Postby boomerang » Wed Jan 18, 2012 11:36 am

With Egypt’s Islamists scoring a crushing electoral victory over their secular opponents, governments and pundits alike are considering the likely denouement of the vaunted Arab Spring in the region’s largest country, Turkey. It is therefore worth noting some very troubling recent developments in the country that the Muslim Brotherhood and many in the West consistently tout as a successful “Islamist democracy” worth emulating.

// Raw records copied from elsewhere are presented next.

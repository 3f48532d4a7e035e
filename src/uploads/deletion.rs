use std::sync::atomic::{AtomicBool, Ordering};

use futures::TryStreamExt;
use tracing::info;

use super::{UploadError, UploadManager};

/// Process-wide flag that lets only one container wipe run at a time.
#[derive(Debug, Default)]
pub struct DeletionGuard {
    in_progress: AtomicBool,
}

impl DeletionGuard {
    pub fn new() -> Self {
        Self::default()
    }

    /// Claims the flag, or fails right away if another wipe holds it.
    pub fn try_acquire(&self) -> Result<DeletionPermit<'_>, UploadError> {
        self.in_progress
            .compare_exchange(false, true, Ordering::AcqRel, Ordering::Acquire)
            .map_err(|_| UploadError::DeletionInProgress)?;
        Ok(DeletionPermit { guard: self })
    }

    pub fn is_held(&self) -> bool {
        self.in_progress.load(Ordering::Acquire)
    }
}

/// Releases the [`DeletionGuard`] when dropped, whatever the outcome of the
/// wipe.
#[derive(Debug)]
pub struct DeletionPermit<'a> {
    guard: &'a DeletionGuard,
}

impl Drop for DeletionPermit<'_> {
    fn drop(&mut self) {
        self.guard.in_progress.store(false, Ordering::Release);
    }
}

impl UploadManager {
    /// Deletes every object of the container and then the container itself.
    #[tracing::instrument(skip(self), fields(container = %self.container))]
    pub async fn delete_all(&self) -> Result<usize, UploadError> {
        let _permit = self.deletion_guard.try_acquire()?;

        let exists = self
            .blob_storage
            .container_exists(&self.container)
            .await
            .map_err(|cause| UploadError::StoreReadFailed {
                target: self.container.clone(),
                cause,
            })?;
        if !exists {
            return Err(UploadError::ContainerNotFound {
                container: self.container.clone(),
            });
        }

        let keys: Vec<String> = self
            .blob_storage
            .list(&self.container, "", true)
            .map_ok(|object| object.name)
            .try_collect()
            .await
            .map_err(|cause| UploadError::StoreReadFailed {
                target: self.container.clone(),
                cause,
            })?;
        let deleted = self.delete_keys(keys).await?;

        self.blob_storage
            .delete_container(&self.container)
            .await
            .map_err(|cause| UploadError::StoreDeleteFailed {
                target: self.container.clone(),
                cause,
            })?;
        let forgotten = self.registry.forget_all_idle();
        info!(deleted, forgotten, "deleted all files");
        Ok(deleted)
    }
}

On January 5, Turkish prosecutors arrested Gen. Ilker Basbug — the commander, until 2010, of the Turkish Armed Forces appointed by prime minister Recep Erdogan’s government — for allegedly plotting terrorist activities against the state. Basbug now faces the same predicament as 300 other military officers who have languished in jail for years on dubious charges of conspiracy to overthrow the AKP (Justice and Development Party) government, without a single conviction to date.

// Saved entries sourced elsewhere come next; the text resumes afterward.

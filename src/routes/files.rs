use axum::{
    extract::{Path, State},
    response::Html,
};

use super::RouteState;
use crate::http_objects::{render_file_list, ApiError, FileListAction};

async fn list_files(state: &RouteState, action: FileListAction) -> Result<Html<String>, ApiError> {
    let html = match state.uploads.list_files().await? {
        Some(files) => render_file_list(&files, action),
        None => action.empty_message().to_string(),
    };
    Ok(Html(html))
}

pub async fn list_files_for_download(
    State(state): State<RouteState>,
) -> Result<Html<String>, ApiError> {
    list_files(&state, FileListAction::Download).await
}

pub async fn list_files_for_delete(
    State(state): State<RouteState>,
) -> Result<Html<String>, ApiError> {
    list_files(&state, FileListAction::Delete).await
}

pub async fn delete_file(
    Path(file_name): Path<String>,
    State(state): State<RouteState>,
) -> Result<&'static str, ApiError> {
    state.uploads.delete_file(&file_name).await?;
    Ok("File deleted successfully")
}

pub async fn delete_all_files(State(state): State<RouteState>) -> Result<&'static str, ApiError> {
    state.uploads.delete_all().await?;
    Ok("All files deleted successfully")
}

Perhaps even more disturbing, the regime has begun a new wave of arrests of journalists, bringing their total in prison to 98, as reported by the Turkish journalists union, though this number is not exact. Few of them have been convicted of anything, even though some of them have been kept in jail for four years. Using terrorism legislation to keep suspected opponents in jail for years on trumped-up charges appears to have become the Erdogan regime’s favorite method of punishing and intimidating the opposition and stifling the press. Nor are these tactics limited to his political opponents. In a searing indictment of the profoundly undemocratic nature of the justice system under Erdogan, the Turkish Human Rights Association revealed that 42 percent of the 128,000 people currently imprisoned in Turkey have never been convicted of a crime. To find preemptive incarceration on this scale, one would have to go back to the totalitarian regimes of the 20th century.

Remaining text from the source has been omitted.